PREVENTING INJURIES FROM WINTER ACTIVITIES

Advise parents to set reasonable time limits on outdoor play to prevent hypothermia and frostbite, and have children come inside periodically to warm up. For adolescents and adults, the use of alcohol or drugs before any winter activity, such as snowmobiling or skiing, is dangerous and should not be permitted in any situation.

Ice skating. Skate on approved surfaces only. Check for signs posted by local police or recreation departments, or call your local police department to find out which areas have been approved.

Children should be advised to:

•Skate in the same direction as the crowd.

•Avoid darting across the ice.

•Never skate alone.

•Not chew gum or eat candy while skating.

•Wear a helmet.

Sledding. It is crucial to keep children away from motor vehicles while sledding and to have a supervising parent present at all times. Parents can also do the following:

•Keep young children separated from older children.

•Have child sled feet first or sitting up, instead of lying down head-first, or wear a helmet and goggles.

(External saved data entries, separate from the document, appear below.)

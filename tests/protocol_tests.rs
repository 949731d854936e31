//! End-to-end protocol scenarios.
//!
//! Two sessions in separate local stores exchange messages over shared
//! in-process loopback backends: each side derives its chat from the same
//! negotiator set, so their lookup tables line up and the full
//! publish/retrieve path runs without touching the network.

use deaddrop::chat::ChatLogEntry;
use deaddrop::crypto::{gen_rand_hex_id, Cipher};
use deaddrop::error::DeaddropError;
use deaddrop::handshake::Negotiator;
use deaddrop::session::{Session, SessionOptions};
use deaddrop::storage::{MemoryStore, Storage};
use deaddrop::strategy::Strategy;
use tempfile::TempDir;

const ALICE_ENTROPY: [u8; 96] = [0x11; 96];
const BOB_ENTROPY: [u8; 96] = [0x22; 96];

/// Lookup size for tests; yields `LOOKUP_COUNT - 1` usable entries.
const LOOKUP_COUNT: usize = 16;

fn loopback_strategy(bus: &str, owner: &str) -> Strategy {
    Strategy {
        rendezvous: Storage::Memory(MemoryStore::attach(&format!("{bus}-{owner}-rendezvous"))),
        storage: Storage::Memory(MemoryStore::attach(&format!("{bus}-{owner}-blobs"))),
        cipher: Cipher::default_cipher(),
    }
}

fn negotiators(bus: &str) -> Vec<Negotiator> {
    vec![
        Negotiator {
            alias: "alice".to_string(),
            entropy: ALICE_ENTROPY,
            strategy: loopback_strategy(bus, "alice"),
        },
        Negotiator {
            alias: "bob".to_string(),
            entropy: BOB_ENTROPY,
            strategy: loopback_strategy(bus, "bob"),
        },
    ]
}

struct Pair {
    alice: Session,
    bob: Session,
    alice_chat: String,
    bob_chat: String,
    bus: String,
    _dirs: (TempDir, TempDir),
}

fn open_session(password: &str, alias: &str) -> (Session, TempDir) {
    let dir = TempDir::new().expect("temp dir");
    let opts = SessionOptions::with_path(dir.path().join("db"));
    Session::create_profile(password, alias, &opts).expect("create profile");
    (Session::open(password, &opts).expect("open session"), dir)
}

async fn setup_pair(lookup_count: usize) -> Pair {
    let bus = gen_rand_hex_id(8);
    let (mut alice, alice_dir) = open_session("alice-pass", "alice");
    let (mut bob, bob_dir) = open_session("bob-pass", "bob");

    let alice_chat = alice
        .new_chat_with_count(negotiators(&bus), &ALICE_ENTROPY, lookup_count)
        .await
        .expect("alice chat");
    let bob_chat = bob
        .new_chat_with_count(negotiators(&bus), &BOB_ENTROPY, lookup_count)
        .await
        .expect("bob chat");

    Pair {
        alice,
        bob,
        alice_chat,
        bob_chat,
        bus,
        _dirs: (alice_dir, bob_dir),
    }
}

fn parse_log(bytes: &[u8]) -> Vec<ChatLogEntry> {
    serde_json::from_slice(bytes).expect("log JSON")
}

#[tokio::test]
async fn two_peer_hello_round_trip() {
    let mut pair = setup_pair(LOOKUP_COUNT).await;

    let sent = pair
        .alice
        .send_message(&pair.alice_chat, br#"{"message": "hello"}"#)
        .await
        .unwrap();
    let sent = parse_log(&sent);
    assert_eq!(sent.len(), 1);
    let blob_hash = sent[0].id.clone();

    let received = pair.bob.retrieve_messages(&pair.bob_chat).await.unwrap();
    let received = parse_log(&received);
    assert_eq!(received.len(), 1);

    let entry = &received[0];
    assert_eq!(entry.id, blob_hash);
    assert_eq!(entry.data.message, "hello");
    assert_eq!(entry.data.parent, "");
    assert!(entry.sent > 0);
    assert_eq!(entry.sent, entry.data.timestamp);
    assert_eq!(entry.ttl, 604_800);

    // The sender id is bob's name for alice, never bob himself.
    let bob_peer_id = pair.bob.my_peer_id(&pair.bob_chat).await.unwrap();
    assert!(!entry.sender.is_empty());
    assert_ne!(entry.sender, bob_peer_id);
}

#[tokio::test]
async fn causal_chain_is_backfilled_in_one_retrieve() {
    let mut pair = setup_pair(LOOKUP_COUNT).await;

    let first = pair
        .alice
        .send_message(&pair.alice_chat, br#"{"message": "a"}"#)
        .await
        .unwrap();
    let first_id = parse_log(&first)[0].id.clone();

    let second = pair
        .alice
        .send_message(&pair.alice_chat, br#"{"message": "b"}"#)
        .await
        .unwrap();
    let second = parse_log(&second);
    assert_eq!(second.len(), 2);

    // Bob was never told about "a"; one retrieve recovers both.
    let log = parse_log(&pair.bob.retrieve_messages(&pair.bob_chat).await.unwrap());
    assert_eq!(log.len(), 2);
    assert_eq!(log[0].data.message, "a");
    assert_eq!(log[1].data.message, "b");
    assert_eq!(log[0].id, first_id);
    assert_eq!(log[1].data.parent, first_id);
    assert_eq!(log[0].data.parent, "");
}

#[tokio::test]
async fn retrieve_is_idempotent_without_new_publishes() {
    let mut pair = setup_pair(LOOKUP_COUNT).await;

    pair.alice
        .send_message(&pair.alice_chat, br#"{"message": "once"}"#)
        .await
        .unwrap();

    let first = pair.bob.retrieve_messages(&pair.bob_chat).await.unwrap();
    let second = pair.bob.retrieve_messages(&pair.bob_chat).await.unwrap();
    let third = pair.bob.retrieve_messages(&pair.bob_chat).await.unwrap();
    assert_eq!(parse_log(&first).len(), 1);
    assert_eq!(first, second);
    assert_eq!(second, third);
}

#[tokio::test]
async fn retrieve_before_any_publish_is_empty() {
    let mut pair = setup_pair(LOOKUP_COUNT).await;
    let log = pair.bob.retrieve_messages(&pair.bob_chat).await.unwrap();
    assert!(parse_log(&log).is_empty());
}

#[tokio::test]
async fn conversation_flows_both_ways() {
    let mut pair = setup_pair(LOOKUP_COUNT).await;

    pair.alice
        .send_message(&pair.alice_chat, br#"{"message": "ping"}"#)
        .await
        .unwrap();
    pair.bob.retrieve_messages(&pair.bob_chat).await.unwrap();
    pair.bob
        .send_message(&pair.bob_chat, br#"{"message": "pong"}"#)
        .await
        .unwrap();

    let log = parse_log(&pair.alice.retrieve_messages(&pair.alice_chat).await.unwrap());
    assert_eq!(log.len(), 2);
    let messages: Vec<&str> = log.iter().map(|e| e.data.message.as_str()).collect();
    assert_eq!(messages, vec!["ping", "pong"]);

    // Bob's copy converges to the same two messages.
    let bob_log = parse_log(&pair.bob.chat_log(&pair.bob_chat).await.unwrap());
    assert_eq!(bob_log.len(), 2);
}

#[tokio::test]
async fn exhausted_lookup_fails_send_without_publishing() {
    // Three slots yield two usable entries: exactly one send.
    let mut pair = setup_pair(3).await;

    pair.alice
        .send_message(&pair.alice_chat, br#"{"message": "only"}"#)
        .await
        .unwrap();

    let blobs = MemoryStore::attach(&format!("{}-alice-blobs", pair.bus));
    let published_before = blobs.list("").unwrap().len();
    assert_eq!(published_before, 1);

    let result = pair
        .alice
        .send_message(&pair.alice_chat, br#"{"message": "never"}"#)
        .await;
    assert!(matches!(result, Err(DeaddropError::LookupExhausted)));

    // Nothing new was published and the log still has one entry.
    assert_eq!(blobs.list("").unwrap().len(), published_before);
    let log = parse_log(&pair.alice.chat_log(&pair.alice_chat).await.unwrap());
    assert_eq!(log.len(), 1);
    assert_eq!(log[0].data.message, "only");

    // The failed send consumed nothing visible to bob.
    let bob_log = parse_log(&pair.bob.retrieve_messages(&pair.bob_chat).await.unwrap());
    assert_eq!(bob_log.len(), 1);
    assert_eq!(bob_log[0].data.parent, "");
}

#[tokio::test]
async fn oversized_message_is_rejected_before_any_mutation() {
    let mut pair = setup_pair(LOOKUP_COUNT).await;

    let oversized = vec![b'x'; 250_001];
    let result = pair.alice.send_message(&pair.alice_chat, &oversized).await;
    assert!(matches!(
        result,
        Err(DeaddropError::MessageTooLarge { size: 250_001, .. })
    ));

    let blobs = MemoryStore::attach(&format!("{}-alice-blobs", pair.bus));
    assert!(blobs.list("").unwrap().is_empty());
    let log = parse_log(&pair.alice.chat_log(&pair.alice_chat).await.unwrap());
    assert!(log.is_empty());
}

#[tokio::test]
async fn list_chats_and_peer_ids() {
    let mut pair = setup_pair(LOOKUP_COUNT).await;

    let chats = pair.alice.list_chats().await.unwrap();
    assert_eq!(chats, vec![pair.alice_chat.clone()]);

    let alice_peer = pair.alice.my_peer_id(&pair.alice_chat).await.unwrap();
    let bob_peer = pair.bob.my_peer_id(&pair.bob_chat).await.unwrap();
    assert_eq!(alice_peer.len(), 24);
    assert_eq!(bob_peer.len(), 24);

    pair.alice.close().unwrap();
    pair.bob.close().unwrap();
}

#[tokio::test]
async fn media_hashes_survive_the_round_trip() {
    let mut pair = setup_pair(LOOKUP_COUNT).await;

    pair.alice
        .send_message(
            &pair.alice_chat,
            br#"{"message": "see attachment", "media": ["QmFakeMediaHash"]}"#,
        )
        .await
        .unwrap();

    let log = parse_log(&pair.bob.retrieve_messages(&pair.bob_chat).await.unwrap());
    assert_eq!(log.len(), 1);
    assert_eq!(log[0].data.media, vec!["QmFakeMediaHash"]);
}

•Use steerable sleds (with well-lubricated steering mechanisms), not snow disks or inner tubes, and structurally sound sleds that are free of sharp edges and splinters.

•Ensure that sled slopes are free of obstructions and are covered in snow (not ice), are not too steep (slope of less than 30 degrees), and end with a flat runoff.

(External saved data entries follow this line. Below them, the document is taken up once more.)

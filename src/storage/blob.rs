//! Content-addressed blob network storage.
//!
//! Message bodies live on an IPFS-style blob network: a write returns the
//! content hash the server assigned, and anyone holding the hash can fetch
//! the bytes. Two endpoint flavours exist, selected per node with
//! `settings["query_type"]`:
//!
//! - **API mode** (`"api"`): POST `api/v0/add` as multipart, hash in the JSON
//!   `Hash` field; GET `api/v0/cat?arg={hash}`.
//! - **Gateway mode** (default): POST `ipfs/`, hash in the `Ipfs-Hash`
//!   response header; GET `ipfs/{hash}`.
//!
//! Reads are capped at [`MAX_BLOB_READ`] bytes and silently truncated beyond
//! that. Delete and list are no-ops: blob networks retain what they retain.

use crate::error::{DeaddropError, Result};
use crate::storage::{consensus, ConsensusRule, Node, PeerStorage, StorageConfig, StorageKind};
use reqwest::multipart::{Form, Part};
use reqwest::Client;
use std::collections::HashMap;
use std::time::Duration;
use tracing::{debug, trace};
use url::Url;

/// Maximum number of bytes returned from a single blob read (~3 MB).
pub const MAX_BLOB_READ: usize = 3_000_000;

/// Network timeout applied to every blob request.
const REQUEST_TIMEOUT: Duration = Duration::from_secs(30);

/// Blob network storage backend.
#[derive(Debug, Clone)]
pub struct BlobStore {
    pub read_nodes: Vec<Node>,
    pub write_nodes: Vec<Node>,
    pub read_rule: ConsensusRule,
    pub write_rule: ConsensusRule,
    client: Client,
}

impl BlobStore {
    /// Creates a blob backend over the given nodes.
    pub fn new(
        read_nodes: Vec<Node>,
        write_nodes: Vec<Node>,
        read_rule: ConsensusRule,
        write_rule: ConsensusRule,
    ) -> Result<Self> {
        let client = Client::builder().timeout(REQUEST_TIMEOUT).build()?;
        Ok(Self {
            read_nodes,
            write_nodes,
            read_rule,
            write_rule,
            client,
        })
    }

    /// Fetches the blob at `hash`, truncated to [`MAX_BLOB_READ`] bytes.
    pub async fn get(&self, hash: &str) -> Result<Vec<u8>> {
        if self.read_nodes.is_empty() {
            return Err(DeaddropError::config("no read nodes configured"));
        }
        let nodes = self.read_nodes.clone();
        consensus::run(self.read_rule, &nodes, |node| {
            let client = self.client.clone();
            let hash = hash.to_string();
            async move { get_from_node(&client, &node, &hash).await }
        })
        .await
    }

    /// Publishes `value` and returns the server-reported content hash.
    ///
    /// The `key` argument is ignored: the network itself assigns the address.
    pub async fn set(&self, _key: &str, value: &[u8]) -> Result<String> {
        if self.write_nodes.is_empty() {
            return Err(DeaddropError::config("no write nodes configured"));
        }
        let nodes = self.write_nodes.clone();
        consensus::run(self.write_rule, &nodes, |node| {
            let client = self.client.clone();
            let body = value.to_vec();
            async move { post_to_node(&client, &node, body).await }
        })
        .await
    }

    /// Blob networks do not support deletion.
    pub fn delete(&self, _key: &str) -> Result<()> {
        Ok(())
    }

    /// Blob networks do not support listing.
    pub fn list(&self, _prefix: &str) -> Result<Vec<String>> {
        Ok(Vec::new())
    }

    /// Settings shared with a peer: our write endpoints become their read
    /// endpoints.
    pub fn share(&self) -> Result<PeerStorage> {
        Ok(PeerStorage {
            kind: StorageKind::Ipfs,
            read_nodes: self.write_nodes.clone(),
            write_nodes: Vec::new(),
            read_rule: self.write_rule,
            write_rule: ConsensusRule::default(),
        })
    }

    /// Settings persisted in local configuration.
    pub fn export(&self) -> Result<StorageConfig> {
        Ok(StorageConfig {
            kind: Some(StorageKind::Ipfs),
            read_nodes: self.read_nodes.clone(),
            write_nodes: self.write_nodes.clone(),
            read_rule: self.read_rule,
            write_rule: self.write_rule,
            ..StorageConfig::default()
        })
    }
}

/// Fetches a blob from one node, honouring its query mode and headers.
async fn get_from_node(client: &Client, node: &Node, hash: &str) -> Result<Vec<u8>> {
    let url = read_url(node, hash)?;
    trace!(%url, "blob get");

    let mut request = client.get(url);
    for (name, value) in &node.header {
        request = request.header(name.as_str(), value.as_str());
    }
    let mut response = request.send().await?.error_for_status()?;

    let mut body: Vec<u8> = Vec::new();
    while let Some(chunk) = response.chunk().await? {
        if body.len() + chunk.len() >= MAX_BLOB_READ {
            body.extend_from_slice(&chunk[..MAX_BLOB_READ - body.len()]);
            debug!(hash, "blob read truncated at cap");
            break;
        }
        body.extend_from_slice(&chunk);
    }
    Ok(body)
}

/// Publishes a blob to one node and extracts the reported hash.
async fn post_to_node(client: &Client, node: &Node, body: Vec<u8>) -> Result<String> {
    let url = write_url(node)?;
    trace!(%url, bytes = body.len(), "blob set");

    let mut request = client.post(url);
    for (name, value) in &node.header {
        request = request.header(name.as_str(), value.as_str());
    }

    if query_type(node) == "api" {
        let part = Part::bytes(body).file_name("file");
        let form = Form::new().part("file", part);
        let response = request.multipart(form).send().await?.error_for_status()?;
        let output: HashMap<String, String> = response.json().await?;
        output
            .get("Hash")
            .cloned()
            .ok_or_else(|| DeaddropError::storage("blob response missing Hash field"))
    } else {
        let response = request.body(body).send().await?.error_for_status()?;
        response
            .headers()
            .get("Ipfs-Hash")
            .and_then(|v| v.to_str().ok())
            .map(str::to_string)
            .ok_or_else(|| DeaddropError::storage("blob response missing Ipfs-Hash header"))
    }
}

fn query_type(node: &Node) -> &str {
    node.settings
        .get("query_type")
        .map(String::as_str)
        .unwrap_or_default()
}

/// Joins two URL path fragments without doubling or dropping slashes.
fn append_to_path(base: &str, add: &str) -> String {
    if add.is_empty() {
        return base.to_string();
    }
    format!(
        "{}/{}",
        base.trim_end_matches('/'),
        add.trim_start_matches('/')
    )
}

/// Builds the read URL for one node.
fn read_url(node: &Node, hash: &str) -> Result<Url> {
    let mut url = Url::parse(&node.url)
        .map_err(|_| DeaddropError::invalid_input(format!("invalid url for: {}", node.url)))?;
    if query_type(node) == "api" {
        let path = append_to_path(url.path(), "api/v0/cat");
        url.set_path(&path);
        url.query_pairs_mut().append_pair("arg", hash);
    } else {
        let path = append_to_path(url.path(), &format!("ipfs/{hash}"));
        url.set_path(&path);
    }
    Ok(url)
}

/// Builds the write URL for one node.
fn write_url(node: &Node) -> Result<Url> {
    let mut url = Url::parse(&node.url)
        .map_err(|_| DeaddropError::invalid_input(format!("invalid url for: {}", node.url)))?;
    let endpoint = if query_type(node) == "api" {
        "api/v0/add"
    } else {
        "ipfs/"
    };
    let path = append_to_path(url.path(), endpoint);
    url.set_path(&path);
    Ok(url)
}

#[cfg(test)]
mod tests {
    use super::*;

    fn api_node(url: &str) -> Node {
        let mut node = Node::with_url(url);
        node.settings
            .insert("query_type".to_string(), "api".to_string());
        node
    }

    #[test]
    fn test_append_to_path() {
        assert_eq!(append_to_path("/", "ipfs/"), "/ipfs/");
        assert_eq!(append_to_path("/base/", "/add"), "/base/add");
        assert_eq!(append_to_path("/base", "add"), "/base/add");
        assert_eq!(append_to_path("/base", ""), "/base");
    }

    #[test]
    fn test_read_url_api_mode() {
        let node = api_node("https://ipfs.example.com:5001/");
        let url = read_url(&node, "QmHash").unwrap();
        assert_eq!(url.path(), "/api/v0/cat");
        assert_eq!(url.query(), Some("arg=QmHash"));
    }

    #[test]
    fn test_read_url_gateway_mode() {
        let node = Node::with_url("https://gateway.example.com");
        let url = read_url(&node, "QmHash").unwrap();
        assert_eq!(url.path(), "/ipfs/QmHash");
        assert_eq!(url.query(), None);
    }

    #[test]
    fn test_write_url_modes() {
        assert_eq!(
            write_url(&api_node("https://ipfs.example.com:5001"))
                .unwrap()
                .path(),
            "/api/v0/add"
        );
        assert_eq!(
            write_url(&Node::with_url("https://gateway.example.com"))
                .unwrap()
                .path(),
            "/ipfs/"
        );
    }

    #[test]
    fn test_invalid_url_rejected() {
        let node = Node::with_url("not a url");
        assert!(read_url(&node, "h").is_err());
        assert!(write_url(&node).is_err());
    }

    #[test]
    fn test_share_maps_write_to_read() {
        let store = BlobStore::new(
            vec![Node::with_url("https://read.example.com")],
            vec![api_node("https://write.example.com")],
            ConsensusRule::FirstSuccess,
            ConsensusRule::FirstSuccess,
        )
        .unwrap();
        let shared = store.share().unwrap();
        assert_eq!(shared.kind, StorageKind::Ipfs);
        assert_eq!(shared.read_nodes.len(), 1);
        assert_eq!(shared.read_nodes[0].url, "https://write.example.com");
        assert!(shared.write_nodes.is_empty());
    }

    #[tokio::test]
    async fn test_get_without_read_nodes() {
        let store = BlobStore::new(
            vec![],
            vec![],
            ConsensusRule::FirstSuccess,
            ConsensusRule::FirstSuccess,
        )
        .unwrap();
        assert!(store.get("QmHash").await.is_err());
        assert!(store.set("", b"payload").await.is_err());
    }

    #[tokio::test]
    async fn test_unimplemented_read_rule_surfaces() {
        let store = BlobStore::new(
            vec![Node::with_url("https://read.example.com")],
            vec![],
            ConsensusRule::Majority,
            ConsensusRule::FirstSuccess,
        )
        .unwrap();
        assert!(matches!(
            store.get("QmHash").await,
            Err(DeaddropError::NotImplemented(_))
        ));
    }
}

Snow skiing and snowboarding. Children should be taught to ski or snowboard by a qualified instructor in a program designed for their age group. They should never ski or snowboard alone. Young children should always be supervised by an adult. Older children’s need for adult supervision depends on their maturity and skill. If older children are not with an adult, they should always at least be accompanied by a friend.

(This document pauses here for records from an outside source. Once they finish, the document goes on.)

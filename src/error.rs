//! Error types for deaddrop operations.

use thiserror::Error;

/// Result type alias for deaddrop operations.
pub type Result<T> = std::result::Result<T, DeaddropError>;

/// Main error type for deaddrop operations.
///
/// Protocol-stable failure kinds are typed unit variants so callers can match
/// on them; operational failures carry a message.
#[derive(Error, Debug)]
pub enum DeaddropError {
    /// Cipher key is not exactly 32 bytes.
    #[error("invalid key length")]
    BadKeyLength,

    /// Authentication failed while decrypting a chunk.
    #[error("decrypt failed")]
    DecryptAuthFailed,

    /// No stored profile decrypted under the supplied password.
    #[error("invalid password")]
    InvalidPassword,

    /// The local store holds no profiles at all.
    #[error("no profile found")]
    NoProfileFound,

    /// A rendezvous payload is timestamped too far into the future.
    #[error("invalid future timestamp")]
    FutureTimestamp,

    /// A rendezvous payload is not newer than the stored high-water mark.
    #[error("stale timestamp")]
    StaleTimestamp,

    /// An envelope signature did not verify.
    #[error("signature verification failed")]
    SignatureInvalid,

    /// An envelope public key does not hash to the endpoint's multihash.
    #[error("payload and endpoint hash mismatch")]
    HashMismatch,

    /// Every configured node failed the operation.
    #[error("no nodes available")]
    NoNodesAvailable,

    /// A configured feature has no implementation yet.
    #[error("not implemented: {0}")]
    NotImplemented(&'static str),

    /// The one-time lookup table has no entries left.
    #[error("lookup table exhausted")]
    LookupExhausted,

    /// A lookup tag resolved to no key.
    #[error("no key")]
    NoKey,

    /// Message exceeds the maximum size accepted by the protocol.
    #[error("message size {size} exceeds max size of {max} bytes")]
    MessageTooLarge { size: usize, max: usize },

    /// This storage backend does not support shared or exported configs.
    #[error("this storage does not support shared configs")]
    NotShareable,

    /// Storage backend errors.
    #[error("storage error: {0}")]
    Storage(String),

    /// Serialization/deserialization errors.
    #[error("serialization error: {0}")]
    Serialization(String),

    /// Cryptographic operation errors.
    #[error("crypto error: {0}")]
    Crypto(String),

    /// Configuration errors.
    #[error("configuration error: {0}")]
    Config(String),

    /// Invalid input or arguments.
    #[error("invalid input: {0}")]
    InvalidInput(String),

    /// Network transport errors.
    #[error("transport error: {0}")]
    Transport(#[from] reqwest::Error),

    /// I/O errors.
    #[error("I/O error: {0}")]
    Io(#[from] std::io::Error),
}

impl DeaddropError {
    /// Creates a new storage error.
    pub fn storage<T: ToString>(msg: T) -> Self {
        Self::Storage(msg.to_string())
    }

    /// Creates a new serialization error.
    pub fn serialization<T: ToString>(msg: T) -> Self {
        Self::Serialization(msg.to_string())
    }

    /// Creates a new cryptographic error.
    pub fn crypto<T: ToString>(msg: T) -> Self {
        Self::Crypto(msg.to_string())
    }

    /// Creates a new configuration error.
    pub fn config<T: ToString>(msg: T) -> Self {
        Self::Config(msg.to_string())
    }

    /// Creates a new invalid input error.
    pub fn invalid_input<T: ToString>(msg: T) -> Self {
        Self::InvalidInput(msg.to_string())
    }
}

All skiers and snowboarders should wear helmets. Ski facilities should require helmet use, but if they do not, parents should enforce the requirement for their children.

Equipment should fit the child. Skiers should wear safety bindings that are adjusted at least every year. Snowboarders should wear gloves with built-in wrist guards. Eye protection or goggles should also be used.

Slopes should fit the ability and experience of the skier or snowboarder. Children and adolescents should avoid crowded slopes and avoid skiing in areas with trees and other obstacles.

Snowmobiling. The AAP recommends that children younger than 16 years not operate snowmobiles and children younger than 6 years never ride on snowmobiles.

Protective measures include the following precautions:

•Do not use a snowmobile to pull a sled or skiers.

•Wear goggles and a helmet approved for use on vehicles, such as motorcycles.

•Travel at safe speeds.

•Never snowmobile alone or at night.

•Stay on marked trails, away from roads, water, railroads, and areas with pedestrians.


 

References

1.American Academy of Pediatrics. Winter Safety Tips. January 2012. www.aap.org/wintersafetytips. Accessed January 3, 2012.

2. Suresh S. Winter sports injuries: patterns of injury—preventive measures. Consultant For Pediatricians. 2006;5(3):168-175.